DESCRIPTION OF THE TASK
Using the records below, transcribe word for word the stretch from the line that contains "# Comparator Module" through the line that contains "64x64 samples |", both end lines included, and nothing else.

####

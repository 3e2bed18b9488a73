//! # Comparator Module
//!
//! Measures how different two consecutive pages are.
//!
//! ## Signals
//! | Metric | Meaning |
//! |--------|---------|
//! | `hamming_distance` | differing dHash bits (0 = same gradient layout) |
//! | `mean_diff` | mean absolute grayscale difference of the 64x64 samples |
//! | `size_delta_kb` | absolute file size change |
//! | `size_ratio` | `size_delta_kb / previous size`, absent when the previous file is empty |
//!
//! The hash catches layout changes, the mean difference catches small text
//! changes that leave the coarse gradient alone, and the size delta catches
//! compressed-content changes that neither image signal sees.

use crate::core::hasher::{Extractor, PageSignature, PerceptualHash};
use crate::error::ComparisonError;
use image::GrayImage;
use serde::{Deserialize, Serialize};
use std::path::Path;

/// Metrics for one ordered (previous, current) pair
#[derive(Debug, Clone, Copy, PartialEq, Serialize, Deserialize)]
pub struct ComparisonMetrics {
    /// Hamming distance between the two dHashes
    pub hamming_distance: u32,
    /// Mean absolute per-pixel grayscale difference (0-255)
    pub mean_diff: f64,
    /// |current size - previous size| in KB
    pub size_delta_kb: f64,
    /// `size_delta_kb / previous size`, None if the previous size is zero
    pub size_ratio: Option<f64>,
}

/// Compare two page signatures.
///
/// Fails only when the signatures were produced with different hash or
/// sample sizes; the metrics are otherwise fully determined by the inputs.
pub fn compare(
    previous: &PageSignature,
    current: &PageSignature,
) -> Result<ComparisonMetrics, ComparisonError> {
    let prev_hash = &previous.fingerprint.hash;
    let curr_hash = &current.fingerprint.hash;
    if prev_hash.as_bytes().len() != curr_hash.as_bytes().len() {
        return Err(ComparisonError::Incompatible {
            reason: format!(
                "hash lengths differ ({} vs {} bits)",
                prev_hash.bit_count(),
                curr_hash.bit_count()
            ),
        });
    }

    let mean_diff = mean_abs_diff(&previous.sample, &current.sample)?;
    let (size_delta_kb, size_ratio) =
        size_change(previous.fingerprint.size_kb, current.fingerprint.size_kb);

    Ok(ComparisonMetrics {
        hamming_distance: prev_hash.distance(curr_hash),
        mean_diff,
        size_delta_kb,
        size_ratio,
    })
}

/// Mean of the per-pixel absolute difference between two equally sized
/// grayscale images
pub fn mean_abs_diff(a: &GrayImage, b: &GrayImage) -> Result<f64, ComparisonError> {
    if a.dimensions() != b.dimensions() {
        return Err(ComparisonError::Incompatible {
            reason: format!(
                "sample sizes differ ({:?} vs {:?})",
                a.dimensions(),
                b.dimensions()
            ),
        });
    }

    let pixels = a.as_raw().len();
    if pixels == 0 {
        return Ok(0.0);
    }

    let total: u64 = a
        .as_raw()
        .iter()
        .zip(b.as_raw().iter())
        .map(|(x, y)| x.abs_diff(*y) as u64)
        .sum();

    Ok(total as f64 / pixels as f64)
}

/// Absolute size delta and delta ratio relative to the previous size
pub fn size_change(previous_kb: f64, current_kb: f64) -> (f64, Option<f64>) {
    let delta = (current_kb - previous_kb).abs();
    let ratio = if previous_kb > 0.0 {
        Some(delta / previous_kb)
    } else {
        None
    };
    (delta, ratio)
}

/// File-level comparator: decodes both pages and compares them
#[derive(Debug, Clone, Default)]
pub struct Comparator {
    extractor: Extractor,
}

impl Comparator {
    /// Create a comparator around an extractor
    pub fn new(extractor: Extractor) -> Self {
        Self { extractor }
    }

    /// The extractor used to analyze files
    pub fn extractor(&self) -> &Extractor {
        &self.extractor
    }

    /// Analyze one page file
    pub fn analyze(&self, path: &Path) -> Result<PageSignature, ComparisonError> {
        self.extractor.analyze_file(path)
    }

    /// Decode and compare two page files
    pub fn compare_files(
        &self,
        previous: &Path,
        current: &Path,
    ) -> Result<ComparisonMetrics, ComparisonError> {
        let previous = self.analyze(previous)?;
        let current = self.analyze(current)?;
        compare(&previous, &current)
    }
}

####

SOLUTION TO THIS TASK
//! # Comparator Module
//!
//! Measures how different two consecutive pages are.
//!
//! ## Signals
//! | Metric | Meaning |
//! |--------|---------|
//! | `hamming_distance` | differing dHash bits (0 = same gradient layout) |
//! | `mean_diff` | mean absolute grayscale difference of the 64x64 samples |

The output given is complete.